Would you copy the full listing that follows without changing a thing?

┄┄┄┄┄┄┄┄┄┄┄┄┄┄┄┄┄┄┄┄

//! Board configuration
//!
//! Optional TOML configuration layered over defaults. The defaults match
//! the built-in form rules and column headings, so running without a config
//! file changes nothing.
//!
//! ```toml
//! [limits]
//! description_min_len = 5
//! headcount_min = 2
//! headcount_max = 8
//!
//! [ui]
//! active_title = "ACTIVE PROJECTS"
//! finished_title = "FINISHED PROJECTS"
//! ```

use std::path::{Path, PathBuf};

use serde::{Deserialize, Serialize};
use thiserror::Error;

use crate::project::ProjectStatus;

/// Errors that can occur when loading a configuration file
#[derive(Debug, Error)]
pub enum ConfigError {
    #[error("IO error: {0}")]
    Io(String),

    #[error("TOML parse error: {0}")]
    Parse(String),
}

/// Limits applied by form validation
#[derive(Debug, Clone, PartialEq, Eq, Serialize, Deserialize)]
#[serde(default)]
pub struct ValidationLimits {
    /// Minimum description length in characters
    pub description_min_len: usize,
    /// Smallest allowed headcount
    pub headcount_min: u32,
    /// Largest allowed headcount
    pub headcount_max: u32,
}

impl Default for ValidationLimits {
    fn default() -> Self {
        Self {
            description_min_len: 5,
            headcount_min: 2,
            headcount_max: 8,
        }
    }
}

/// Presentation settings for the board
#[derive(Debug, Clone, PartialEq, Eq, Serialize, Deserialize)]
#[serde(default)]
pub struct UiConfig {
    /// Heading of the left column
    pub active_title: String,
    /// Heading of the right column
    pub finished_title: String,
}

impl UiConfig {
    /// Heading for the given column
    pub fn column_title(&self, status: ProjectStatus) -> &str {
        match status {
            ProjectStatus::Active => &self.active_title,
            ProjectStatus::Finished => &self.finished_title,
        }
    }
}

impl Default for UiConfig {
    fn default() -> Self {
        Self {
            active_title: "ACTIVE PROJECTS".to_string(),
            finished_title: "FINISHED PROJECTS".to_string(),
        }
    }
}

/// Top-level configuration
#[derive(Debug, Clone, Default, PartialEq, Eq, Serialize, Deserialize)]
#[serde(default)]
pub struct BoardConfig {
    /// Form validation limits
    pub limits: ValidationLimits,
    /// Presentation settings
    pub ui: UiConfig,
}

impl BoardConfig {
    /// Platform config file path, if a config directory exists
    pub fn default_path() -> Option<PathBuf> {
        dirs::config_dir().map(|dir| dir.join("dragboard").join("config.toml"))
    }

    /// Load from the default location. A missing file yields defaults.
    pub fn load_default() -> Result<Self, ConfigError> {
        match Self::default_path() {
            Some(path) if path.exists() => Self::load(&path),
            _ => Ok(Self::default()),
        }
    }

    /// Load from a specific file
    pub fn load(path: &Path) -> Result<Self, ConfigError> {
        let raw = std::fs::read_to_string(path).map_err(|e| ConfigError::Io(e.to_string()))?;
        Self::parse(&raw)
    }

    /// Parse from TOML text
    pub fn parse(raw: &str) -> Result<Self, ConfigError> {
        toml::from_str(raw).map_err(|e| ConfigError::Parse(e.to_string()))
    }
}

#[cfg(test)]
mod tests {
    use super::*;

    #[test]
    fn test_defaults_match_builtin_rules() {
        let config = BoardConfig::default();
        assert_eq!(config.limits.description_min_len, 5);
        assert_eq!(config.limits.headcount_min, 2);
        assert_eq!(config.limits.headcount_max, 8);
        assert_eq!(config.ui.active_title, "ACTIVE PROJECTS");
        assert_eq!(config.ui.finished_title, "FINISHED PROJECTS");
    }

    #[test]
    fn test_column_title_lookup() {
        let ui = UiConfig::default();
        assert_eq!(ui.column_title(ProjectStatus::Active), "ACTIVE PROJECTS");
        assert_eq!(
            ui.column_title(ProjectStatus::Finished),
            "FINISHED PROJECTS"
        );
    }

    #[test]
    fn test_parse_full_config() {
        let config = BoardConfig::parse(
            r#"
            [limits]
            description_min_len = 10
            headcount_min = 1
            headcount_max = 12

            [ui]
            active_title = "IN FLIGHT"
            finished_title = "LANDED"
            "#,
        )
        .unwrap();
        assert_eq!(config.limits.description_min_len, 10);
        assert_eq!(config.limits.headcount_max, 12);
        assert_eq!(config.ui.active_title, "IN FLIGHT");
    }

    #[test]
    fn test_partial_config_fills_defaults() {
        let config = BoardConfig::parse(
            r#"
            [limits]
            headcount_max = 20
            "#,
        )
        .unwrap();
        assert_eq!(config.limits.headcount_max, 20);
        assert_eq!(config.limits.headcount_min, 2);
        assert_eq!(config.ui, UiConfig::default());
    }

    #[test]
    fn test_bad_toml_is_a_parse_error() {
        let err = BoardConfig::parse("limits = ][").unwrap_err();
        assert!(matches!(err, ConfigError::Parse(_)));
    }
}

┄┄┄┄┄┄┄┄┄┄┄┄┄┄┄┄┄┄┄┄

▸ SOLUTION TO THIS EXERCISE:
//! Board configuration
//!
//! Optional TOML configuration layered over defaults. The defaults match
//! the built-in form rules and column headings, so running without a config
//! file changes nothing.
//!
//! ```toml
//! [limits]
//! description_min_len = 5
//! headcount_min = 2
//! headcount_max = 8
//!
//! [ui]
//! active_title = "ACTIVE PROJECTS"
//! finished_title = "FINISHED PROJECTS"
//! ```

use std::path::{Path, PathBuf};

use serde::{Deserialize, Serialize};
use thiserror::Error;

use crate::project::ProjectStatus;

/// Errors that can occur when loading a configuration file
#[derive(Debug, Error)]
pub enum ConfigError {
    #[error("IO error: {0}")]
    Io(String),

    #[error("TOML parse error: {0}")]
    Parse(String),
}

/// Limits applied by form validation
#[derive(Debug, Clone, PartialEq, Eq, Serialize, Deserialize)]
#[serde(default)]
pub struct ValidationLimits {
    /// Minimum description length in characters
    pub description_min_len: usize,
    /// Smallest allowed headcount
    pub headcount_min: u32,
    /// Largest allowed headcount
    pub headcount_max: u32,
}

impl Default for ValidationLimits {
    fn default() -> Self {
        Self {
            description_min_len: 5,
            headcount_min: 2,
            headcount_max: 8,
        }
    }
}

/// Presentation settings for the board
#[derive(Debug, Clone, PartialEq, Eq, Serialize, Deserialize)]
#[serde(default)]
pub struct UiConfig {
    /// Heading of the left column
    pub active_title: String,
    /// Heading of the right column
    pub finished_title: String,
}

impl UiConfig {
    /// Heading for the given column
    pub fn column_title(&self, status: ProjectStatus) -> &str {
        match status {
            ProjectStatus::Active => &self.active_title,
            ProjectStatus::Finished => &self.finished_title,
        }
    }
}

impl Default for UiConfig {
    fn default() -> Self {
        Self {
            active_title: "ACTIVE PROJECTS".to_string(),
            finished_title: "FINISHED PROJECTS".to_string(),
        }
    }
}

/// Top-level configuration
#[derive(Debug, Clone, Default, PartialEq, Eq, Serialize, Deserialize)]
#[serde(default)]
pub struct BoardConfig {
    /// Form validation limits
    pub limits: ValidationLimits,
    /// Presentation settings
    pub ui: UiConfig,
}

impl BoardConfig {
    /// Platform config file path, if a config directory exists
    pub fn default_path() -> Option<PathBuf> {
        dirs::config_dir().map(|dir| dir.join("dragboard").join("config.toml"))
    }

    /// Load from the default location. A missing file yields defaults.
    pub fn load_default() -> Result<Self, ConfigError> {
        match Self::default_path() {
            Some(path) if path.exists() => Self::load(&path),
            _ => Ok(Self::default()),
        }
    }

    /// Load from a specific file
    pub fn load(path: &Path) -> Result<Self, ConfigError> {
        let raw = std::fs::read_to_string(path).map_err(|e| ConfigError::Io(e.to_string()))?;
        Self::parse(&raw)
    }

    /// Parse from TOML text
    pub fn parse(raw: &str) -> Result<Self, ConfigError> {
        toml::from_str(raw).map_err(|e| ConfigError::Parse(e.to_string()))
    }
}

#[cfg(test)]
mod tests {
    use super::*;

    #[test]
    fn test_defaults_match_builtin_rules() {
        let config = BoardConfig::default();
        assert_eq!(config.limits.description_min_len, 5);
        assert_eq!(config.limits.headcount_min, 2);
        assert_eq!(config.limits.headcount_max, 8);
        assert_eq!(config.ui.active_title, "ACTIVE PROJECTS");
        assert_eq!(config.ui.finished_title, "FINISHED PROJECTS");
    }

    #[test]
    fn test_column_title_lookup() {
        let ui = UiConfig::default();
        assert_eq!(ui.column_title(ProjectStatus::Active), "ACTIVE PROJECTS");
        assert_eq!(
            ui.column_title(ProjectStatus::Finished),
            "FINISHED PROJECTS"
        );
    }

    #[test]
    fn test_parse_full_config() {
        let config = BoardConfig::parse(
            r#"
            [limits]
            description_min_len = 10
            headcount_min = 1
            headcount_max = 12

            [ui]
            active_title = "IN FLIGHT"
            finished_title = "LANDED"
            "#,
        )
        .unwrap();
        assert_eq!(config.limits.description_min_len, 10);
        assert_eq!(config.limits.headcount_max, 12);
        assert_eq!(config.ui.active_title, "IN FLIGHT");
    }

    #[test]
    fn test_partial_config_fills_defaults() {
        let config = BoardConfig::parse(
            r#"
            [limits]
            headcount_max = 20
            "#,
        )
        .unwrap();
        assert_eq!(config.limits.headcount_max, 20);
        assert_eq!(config.limits.headcount_min, 2);
        assert_eq!(config.ui, UiConfig::default());
    }

    #[test]
    fn test_bad_toml_is_a_parse_error() {
        let err = BoardConfig::parse("limits = ][").unwrap_err();
        assert!(matches!(err, ConfigError::Parse(_)));
    }
}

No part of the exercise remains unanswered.